PROMPT. Among the entries below, find the lines with the word "Debug" and copy them.

⟨

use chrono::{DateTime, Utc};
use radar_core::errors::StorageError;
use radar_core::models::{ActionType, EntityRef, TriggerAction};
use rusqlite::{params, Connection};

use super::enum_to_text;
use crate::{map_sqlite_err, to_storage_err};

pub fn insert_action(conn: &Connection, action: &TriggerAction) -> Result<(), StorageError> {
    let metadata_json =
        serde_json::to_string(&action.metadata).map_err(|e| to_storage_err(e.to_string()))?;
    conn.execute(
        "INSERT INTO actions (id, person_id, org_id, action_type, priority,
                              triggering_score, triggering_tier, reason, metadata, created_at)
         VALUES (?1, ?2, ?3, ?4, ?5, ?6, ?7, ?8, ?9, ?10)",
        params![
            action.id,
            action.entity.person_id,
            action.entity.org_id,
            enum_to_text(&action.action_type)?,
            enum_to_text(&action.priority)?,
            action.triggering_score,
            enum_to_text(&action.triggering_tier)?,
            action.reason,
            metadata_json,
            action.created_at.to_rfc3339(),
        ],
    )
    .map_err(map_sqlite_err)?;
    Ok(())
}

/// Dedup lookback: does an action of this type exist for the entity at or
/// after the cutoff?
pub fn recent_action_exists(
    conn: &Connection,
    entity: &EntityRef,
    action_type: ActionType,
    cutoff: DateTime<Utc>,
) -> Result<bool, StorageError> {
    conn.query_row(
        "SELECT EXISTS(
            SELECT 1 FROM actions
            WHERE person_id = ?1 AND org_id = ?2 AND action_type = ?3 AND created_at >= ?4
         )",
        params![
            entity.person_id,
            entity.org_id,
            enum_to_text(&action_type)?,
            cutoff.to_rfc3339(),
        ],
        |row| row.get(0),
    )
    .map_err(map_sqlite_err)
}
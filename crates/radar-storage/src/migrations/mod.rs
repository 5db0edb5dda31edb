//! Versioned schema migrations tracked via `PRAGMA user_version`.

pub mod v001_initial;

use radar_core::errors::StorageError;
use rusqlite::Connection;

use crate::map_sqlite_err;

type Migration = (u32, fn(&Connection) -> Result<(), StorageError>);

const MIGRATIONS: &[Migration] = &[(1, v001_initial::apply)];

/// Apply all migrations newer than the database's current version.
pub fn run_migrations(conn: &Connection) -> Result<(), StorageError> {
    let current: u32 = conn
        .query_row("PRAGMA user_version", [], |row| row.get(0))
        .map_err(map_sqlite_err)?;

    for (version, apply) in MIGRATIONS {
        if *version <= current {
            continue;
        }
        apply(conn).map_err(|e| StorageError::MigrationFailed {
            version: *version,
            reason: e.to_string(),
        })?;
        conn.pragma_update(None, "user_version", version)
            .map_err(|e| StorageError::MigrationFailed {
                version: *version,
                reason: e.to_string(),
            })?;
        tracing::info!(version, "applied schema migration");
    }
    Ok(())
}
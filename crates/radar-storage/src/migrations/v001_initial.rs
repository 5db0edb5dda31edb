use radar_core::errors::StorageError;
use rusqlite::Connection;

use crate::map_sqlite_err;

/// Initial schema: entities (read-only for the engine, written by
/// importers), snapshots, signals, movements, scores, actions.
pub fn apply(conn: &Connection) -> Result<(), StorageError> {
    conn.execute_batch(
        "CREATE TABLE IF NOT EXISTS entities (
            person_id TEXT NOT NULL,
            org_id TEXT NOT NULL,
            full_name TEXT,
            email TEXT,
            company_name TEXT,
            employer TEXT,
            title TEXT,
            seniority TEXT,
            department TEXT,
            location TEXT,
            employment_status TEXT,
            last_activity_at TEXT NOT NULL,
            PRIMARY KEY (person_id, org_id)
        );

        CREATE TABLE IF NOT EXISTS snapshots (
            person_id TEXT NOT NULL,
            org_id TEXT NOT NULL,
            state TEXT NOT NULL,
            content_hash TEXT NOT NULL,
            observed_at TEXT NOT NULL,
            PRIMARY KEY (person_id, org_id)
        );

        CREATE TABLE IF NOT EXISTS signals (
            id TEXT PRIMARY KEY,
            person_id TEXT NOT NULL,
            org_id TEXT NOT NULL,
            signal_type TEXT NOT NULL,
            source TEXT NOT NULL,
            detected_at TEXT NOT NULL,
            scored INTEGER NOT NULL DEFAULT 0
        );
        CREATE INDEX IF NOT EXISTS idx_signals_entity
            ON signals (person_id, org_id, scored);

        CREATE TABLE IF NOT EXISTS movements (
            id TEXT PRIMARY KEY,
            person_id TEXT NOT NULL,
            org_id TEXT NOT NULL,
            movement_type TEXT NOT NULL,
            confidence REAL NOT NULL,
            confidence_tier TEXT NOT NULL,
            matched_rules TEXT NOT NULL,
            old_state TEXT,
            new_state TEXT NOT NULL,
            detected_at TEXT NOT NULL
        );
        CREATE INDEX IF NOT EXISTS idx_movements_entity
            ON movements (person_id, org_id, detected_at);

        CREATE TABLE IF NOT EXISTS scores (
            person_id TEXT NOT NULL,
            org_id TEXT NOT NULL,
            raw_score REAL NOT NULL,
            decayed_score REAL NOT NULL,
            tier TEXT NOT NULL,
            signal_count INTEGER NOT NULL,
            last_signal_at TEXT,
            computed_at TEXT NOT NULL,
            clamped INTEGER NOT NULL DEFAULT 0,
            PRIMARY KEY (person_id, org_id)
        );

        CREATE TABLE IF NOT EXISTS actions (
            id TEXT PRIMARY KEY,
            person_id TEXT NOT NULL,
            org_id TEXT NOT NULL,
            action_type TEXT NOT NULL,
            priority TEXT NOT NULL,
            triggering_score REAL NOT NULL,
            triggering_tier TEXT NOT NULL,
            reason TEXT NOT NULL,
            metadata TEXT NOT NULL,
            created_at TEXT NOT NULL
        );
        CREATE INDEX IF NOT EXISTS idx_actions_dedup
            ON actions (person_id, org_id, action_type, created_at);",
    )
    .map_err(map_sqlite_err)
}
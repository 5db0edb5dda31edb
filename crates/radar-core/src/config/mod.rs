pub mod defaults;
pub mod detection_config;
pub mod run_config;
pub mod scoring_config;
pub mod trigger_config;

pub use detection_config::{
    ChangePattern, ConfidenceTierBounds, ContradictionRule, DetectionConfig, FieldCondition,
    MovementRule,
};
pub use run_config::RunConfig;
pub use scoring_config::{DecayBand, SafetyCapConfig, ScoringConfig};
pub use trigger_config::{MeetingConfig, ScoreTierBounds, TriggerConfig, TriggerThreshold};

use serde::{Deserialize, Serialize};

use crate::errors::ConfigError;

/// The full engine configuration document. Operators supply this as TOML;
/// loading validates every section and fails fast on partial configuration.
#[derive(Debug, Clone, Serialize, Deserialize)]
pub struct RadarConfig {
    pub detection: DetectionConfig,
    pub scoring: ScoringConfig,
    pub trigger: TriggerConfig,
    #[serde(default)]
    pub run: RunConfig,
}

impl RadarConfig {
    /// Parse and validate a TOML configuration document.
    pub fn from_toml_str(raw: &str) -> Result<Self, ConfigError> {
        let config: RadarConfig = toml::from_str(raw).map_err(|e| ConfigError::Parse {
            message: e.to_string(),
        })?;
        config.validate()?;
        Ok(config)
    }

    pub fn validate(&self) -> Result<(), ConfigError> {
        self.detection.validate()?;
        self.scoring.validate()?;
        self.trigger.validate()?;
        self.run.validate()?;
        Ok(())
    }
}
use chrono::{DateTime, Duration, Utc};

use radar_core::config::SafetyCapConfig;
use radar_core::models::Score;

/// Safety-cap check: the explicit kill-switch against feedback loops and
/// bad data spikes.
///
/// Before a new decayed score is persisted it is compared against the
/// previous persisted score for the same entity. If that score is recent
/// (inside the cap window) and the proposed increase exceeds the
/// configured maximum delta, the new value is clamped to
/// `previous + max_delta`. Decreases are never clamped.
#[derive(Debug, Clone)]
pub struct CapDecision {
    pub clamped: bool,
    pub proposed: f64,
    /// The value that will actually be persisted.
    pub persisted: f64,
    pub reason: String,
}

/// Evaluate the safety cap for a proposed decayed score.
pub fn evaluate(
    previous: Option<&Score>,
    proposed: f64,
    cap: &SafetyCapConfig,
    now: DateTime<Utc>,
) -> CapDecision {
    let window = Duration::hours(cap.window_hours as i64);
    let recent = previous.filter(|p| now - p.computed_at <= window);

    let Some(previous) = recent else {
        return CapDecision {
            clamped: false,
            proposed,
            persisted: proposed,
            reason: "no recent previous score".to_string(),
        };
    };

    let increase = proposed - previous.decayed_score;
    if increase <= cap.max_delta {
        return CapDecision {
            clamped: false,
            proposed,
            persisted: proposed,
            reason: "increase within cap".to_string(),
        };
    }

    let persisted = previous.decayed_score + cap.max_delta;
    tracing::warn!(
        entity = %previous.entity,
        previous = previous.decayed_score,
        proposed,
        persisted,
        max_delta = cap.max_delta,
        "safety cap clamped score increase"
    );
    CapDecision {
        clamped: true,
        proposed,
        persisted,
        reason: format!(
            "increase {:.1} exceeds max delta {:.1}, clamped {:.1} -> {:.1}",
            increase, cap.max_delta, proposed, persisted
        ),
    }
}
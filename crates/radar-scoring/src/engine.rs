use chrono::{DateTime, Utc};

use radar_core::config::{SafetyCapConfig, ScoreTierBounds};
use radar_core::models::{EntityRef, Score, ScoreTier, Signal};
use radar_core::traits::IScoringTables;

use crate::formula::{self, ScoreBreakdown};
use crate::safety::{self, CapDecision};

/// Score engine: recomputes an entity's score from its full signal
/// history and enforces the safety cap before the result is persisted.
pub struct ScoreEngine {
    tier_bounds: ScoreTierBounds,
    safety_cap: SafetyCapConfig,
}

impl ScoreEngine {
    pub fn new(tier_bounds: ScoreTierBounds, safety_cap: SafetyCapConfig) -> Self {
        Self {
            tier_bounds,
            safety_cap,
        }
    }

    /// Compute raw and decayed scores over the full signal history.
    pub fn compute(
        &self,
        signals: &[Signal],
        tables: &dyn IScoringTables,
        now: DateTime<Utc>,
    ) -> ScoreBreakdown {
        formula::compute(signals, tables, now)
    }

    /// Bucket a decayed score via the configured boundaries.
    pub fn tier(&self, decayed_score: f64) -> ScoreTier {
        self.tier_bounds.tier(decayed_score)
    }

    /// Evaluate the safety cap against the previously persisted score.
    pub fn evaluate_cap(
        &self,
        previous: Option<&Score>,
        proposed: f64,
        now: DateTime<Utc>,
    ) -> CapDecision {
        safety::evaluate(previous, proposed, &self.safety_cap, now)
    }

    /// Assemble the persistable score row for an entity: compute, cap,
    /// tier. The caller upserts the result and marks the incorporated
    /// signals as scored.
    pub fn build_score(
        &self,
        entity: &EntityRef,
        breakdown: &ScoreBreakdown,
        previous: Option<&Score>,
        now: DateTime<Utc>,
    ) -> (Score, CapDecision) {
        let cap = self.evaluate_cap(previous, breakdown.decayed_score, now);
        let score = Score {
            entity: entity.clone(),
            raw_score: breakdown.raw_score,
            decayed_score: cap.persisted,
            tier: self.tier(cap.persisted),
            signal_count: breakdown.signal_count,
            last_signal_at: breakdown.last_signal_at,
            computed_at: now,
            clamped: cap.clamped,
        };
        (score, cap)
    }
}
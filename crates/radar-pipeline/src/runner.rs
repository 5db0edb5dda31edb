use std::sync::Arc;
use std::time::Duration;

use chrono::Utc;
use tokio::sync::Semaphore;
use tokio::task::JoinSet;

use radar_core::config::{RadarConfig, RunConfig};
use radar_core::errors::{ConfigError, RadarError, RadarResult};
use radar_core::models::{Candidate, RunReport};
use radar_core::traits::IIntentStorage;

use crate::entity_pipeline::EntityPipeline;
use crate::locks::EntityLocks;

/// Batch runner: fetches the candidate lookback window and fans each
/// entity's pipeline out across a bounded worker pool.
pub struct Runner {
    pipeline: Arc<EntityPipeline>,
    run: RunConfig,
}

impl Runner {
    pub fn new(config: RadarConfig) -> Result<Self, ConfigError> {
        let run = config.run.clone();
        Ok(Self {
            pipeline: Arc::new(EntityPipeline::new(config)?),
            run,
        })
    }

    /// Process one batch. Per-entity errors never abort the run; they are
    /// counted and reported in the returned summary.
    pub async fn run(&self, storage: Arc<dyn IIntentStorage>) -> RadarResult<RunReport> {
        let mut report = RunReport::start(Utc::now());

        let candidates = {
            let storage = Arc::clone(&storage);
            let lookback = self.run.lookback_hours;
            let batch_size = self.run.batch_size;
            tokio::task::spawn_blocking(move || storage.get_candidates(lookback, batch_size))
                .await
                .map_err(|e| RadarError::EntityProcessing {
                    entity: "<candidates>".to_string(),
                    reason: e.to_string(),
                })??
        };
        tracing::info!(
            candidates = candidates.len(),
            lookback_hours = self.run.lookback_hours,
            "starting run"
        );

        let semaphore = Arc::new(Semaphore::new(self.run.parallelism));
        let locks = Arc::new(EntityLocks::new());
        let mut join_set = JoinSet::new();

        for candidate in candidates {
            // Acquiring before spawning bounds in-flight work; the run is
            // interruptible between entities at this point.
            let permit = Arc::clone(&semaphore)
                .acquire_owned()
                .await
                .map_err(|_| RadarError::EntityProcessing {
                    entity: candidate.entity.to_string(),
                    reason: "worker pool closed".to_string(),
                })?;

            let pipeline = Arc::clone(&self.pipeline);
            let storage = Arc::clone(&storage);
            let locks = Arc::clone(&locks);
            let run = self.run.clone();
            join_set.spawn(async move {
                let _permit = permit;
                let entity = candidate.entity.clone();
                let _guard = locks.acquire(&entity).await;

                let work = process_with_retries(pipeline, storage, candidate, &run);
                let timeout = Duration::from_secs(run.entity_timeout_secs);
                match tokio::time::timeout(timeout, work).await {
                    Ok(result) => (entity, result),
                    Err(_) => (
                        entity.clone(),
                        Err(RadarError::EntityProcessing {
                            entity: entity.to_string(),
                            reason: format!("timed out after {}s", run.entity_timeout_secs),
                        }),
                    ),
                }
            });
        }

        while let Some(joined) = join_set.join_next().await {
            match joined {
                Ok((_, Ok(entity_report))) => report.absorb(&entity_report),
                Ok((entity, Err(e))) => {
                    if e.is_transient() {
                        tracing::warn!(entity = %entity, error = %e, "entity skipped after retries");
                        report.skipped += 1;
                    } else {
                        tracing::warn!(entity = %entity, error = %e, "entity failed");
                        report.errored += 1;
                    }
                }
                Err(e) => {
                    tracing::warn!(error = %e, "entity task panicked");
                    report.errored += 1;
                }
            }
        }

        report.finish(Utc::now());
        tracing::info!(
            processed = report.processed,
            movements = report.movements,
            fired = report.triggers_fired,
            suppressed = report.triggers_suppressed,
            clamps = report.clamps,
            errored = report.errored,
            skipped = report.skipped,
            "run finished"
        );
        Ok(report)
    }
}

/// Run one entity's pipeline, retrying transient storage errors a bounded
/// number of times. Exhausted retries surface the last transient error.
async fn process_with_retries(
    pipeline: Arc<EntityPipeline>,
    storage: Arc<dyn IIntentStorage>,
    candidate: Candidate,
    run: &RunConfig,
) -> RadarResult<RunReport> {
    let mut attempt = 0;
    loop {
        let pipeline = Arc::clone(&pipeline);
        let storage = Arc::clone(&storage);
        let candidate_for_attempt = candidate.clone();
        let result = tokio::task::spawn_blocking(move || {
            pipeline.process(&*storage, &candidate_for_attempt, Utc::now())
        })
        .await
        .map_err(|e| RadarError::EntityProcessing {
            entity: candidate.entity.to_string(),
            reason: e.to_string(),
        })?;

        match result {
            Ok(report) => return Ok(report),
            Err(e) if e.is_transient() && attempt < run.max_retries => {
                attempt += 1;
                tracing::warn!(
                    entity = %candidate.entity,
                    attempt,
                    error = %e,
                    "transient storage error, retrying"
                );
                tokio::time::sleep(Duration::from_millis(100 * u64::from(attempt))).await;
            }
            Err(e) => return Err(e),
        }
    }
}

⟩

ANSWER FOR THIS EXERCISE.
#[derive(Debug, Clone, Serialize, Deserialize)]
#[derive(Debug, Clone)]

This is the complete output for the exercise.